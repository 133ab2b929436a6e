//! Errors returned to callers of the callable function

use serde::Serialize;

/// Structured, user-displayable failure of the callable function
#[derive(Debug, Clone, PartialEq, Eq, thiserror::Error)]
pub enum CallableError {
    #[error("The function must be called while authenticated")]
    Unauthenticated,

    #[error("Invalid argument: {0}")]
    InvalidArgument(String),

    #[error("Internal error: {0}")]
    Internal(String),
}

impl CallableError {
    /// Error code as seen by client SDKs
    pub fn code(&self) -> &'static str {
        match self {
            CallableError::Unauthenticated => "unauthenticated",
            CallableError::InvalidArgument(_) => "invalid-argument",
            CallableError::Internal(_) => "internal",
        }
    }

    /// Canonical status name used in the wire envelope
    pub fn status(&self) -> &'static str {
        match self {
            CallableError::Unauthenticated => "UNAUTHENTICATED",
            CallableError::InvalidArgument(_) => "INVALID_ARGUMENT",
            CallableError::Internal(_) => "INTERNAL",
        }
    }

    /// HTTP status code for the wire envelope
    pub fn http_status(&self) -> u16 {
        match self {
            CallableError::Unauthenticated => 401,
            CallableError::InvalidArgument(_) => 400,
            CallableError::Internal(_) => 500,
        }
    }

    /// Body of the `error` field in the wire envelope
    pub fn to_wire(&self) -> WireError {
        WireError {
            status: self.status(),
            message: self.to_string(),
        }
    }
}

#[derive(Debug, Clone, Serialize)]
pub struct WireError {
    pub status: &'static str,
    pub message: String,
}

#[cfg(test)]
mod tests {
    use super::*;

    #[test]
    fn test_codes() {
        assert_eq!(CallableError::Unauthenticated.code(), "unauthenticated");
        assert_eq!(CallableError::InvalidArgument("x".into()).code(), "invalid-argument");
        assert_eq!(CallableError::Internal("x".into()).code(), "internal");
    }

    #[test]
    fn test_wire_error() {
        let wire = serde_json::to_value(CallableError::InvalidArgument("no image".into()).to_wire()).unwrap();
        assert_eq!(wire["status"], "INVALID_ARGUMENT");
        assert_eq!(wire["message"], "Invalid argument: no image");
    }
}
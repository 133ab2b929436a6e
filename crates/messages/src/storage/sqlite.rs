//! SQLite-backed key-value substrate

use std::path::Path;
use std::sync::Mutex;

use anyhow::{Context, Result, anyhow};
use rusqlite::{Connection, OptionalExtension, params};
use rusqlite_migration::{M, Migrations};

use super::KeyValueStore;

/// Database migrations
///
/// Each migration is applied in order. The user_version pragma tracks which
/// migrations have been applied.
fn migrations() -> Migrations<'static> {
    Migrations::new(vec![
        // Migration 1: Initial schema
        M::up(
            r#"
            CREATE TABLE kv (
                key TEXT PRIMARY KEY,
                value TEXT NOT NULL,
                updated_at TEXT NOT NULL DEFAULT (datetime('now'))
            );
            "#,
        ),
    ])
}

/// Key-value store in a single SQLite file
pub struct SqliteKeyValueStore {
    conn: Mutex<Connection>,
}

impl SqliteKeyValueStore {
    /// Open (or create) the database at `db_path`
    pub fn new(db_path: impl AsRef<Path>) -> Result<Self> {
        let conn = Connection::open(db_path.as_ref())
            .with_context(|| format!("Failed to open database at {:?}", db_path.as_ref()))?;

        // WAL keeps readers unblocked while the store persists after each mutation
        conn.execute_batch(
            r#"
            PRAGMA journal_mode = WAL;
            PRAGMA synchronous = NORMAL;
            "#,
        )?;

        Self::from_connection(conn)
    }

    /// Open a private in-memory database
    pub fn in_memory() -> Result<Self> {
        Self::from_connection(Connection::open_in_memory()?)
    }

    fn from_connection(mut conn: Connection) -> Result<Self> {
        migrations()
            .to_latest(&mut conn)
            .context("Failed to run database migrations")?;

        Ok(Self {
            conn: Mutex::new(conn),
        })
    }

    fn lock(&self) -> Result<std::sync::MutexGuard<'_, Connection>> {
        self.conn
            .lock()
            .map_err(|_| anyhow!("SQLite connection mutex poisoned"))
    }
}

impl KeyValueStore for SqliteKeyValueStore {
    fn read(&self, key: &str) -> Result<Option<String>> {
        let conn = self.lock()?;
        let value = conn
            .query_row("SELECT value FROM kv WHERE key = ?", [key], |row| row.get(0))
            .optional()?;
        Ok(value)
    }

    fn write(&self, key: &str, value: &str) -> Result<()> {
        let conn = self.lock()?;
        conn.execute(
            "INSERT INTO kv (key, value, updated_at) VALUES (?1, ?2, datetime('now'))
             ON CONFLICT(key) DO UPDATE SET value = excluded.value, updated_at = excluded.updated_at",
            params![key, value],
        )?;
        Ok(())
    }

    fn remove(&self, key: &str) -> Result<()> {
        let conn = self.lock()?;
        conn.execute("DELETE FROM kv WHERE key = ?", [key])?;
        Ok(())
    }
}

==*==

▶ [WORK TASK] If a line of the records includes the string "derive", copy it out.

▶ [ANSWER SECTION]
#[derive(Debug, Clone, PartialEq, Eq, thiserror::Error)]
#[derive(Debug, Clone, Serialize)]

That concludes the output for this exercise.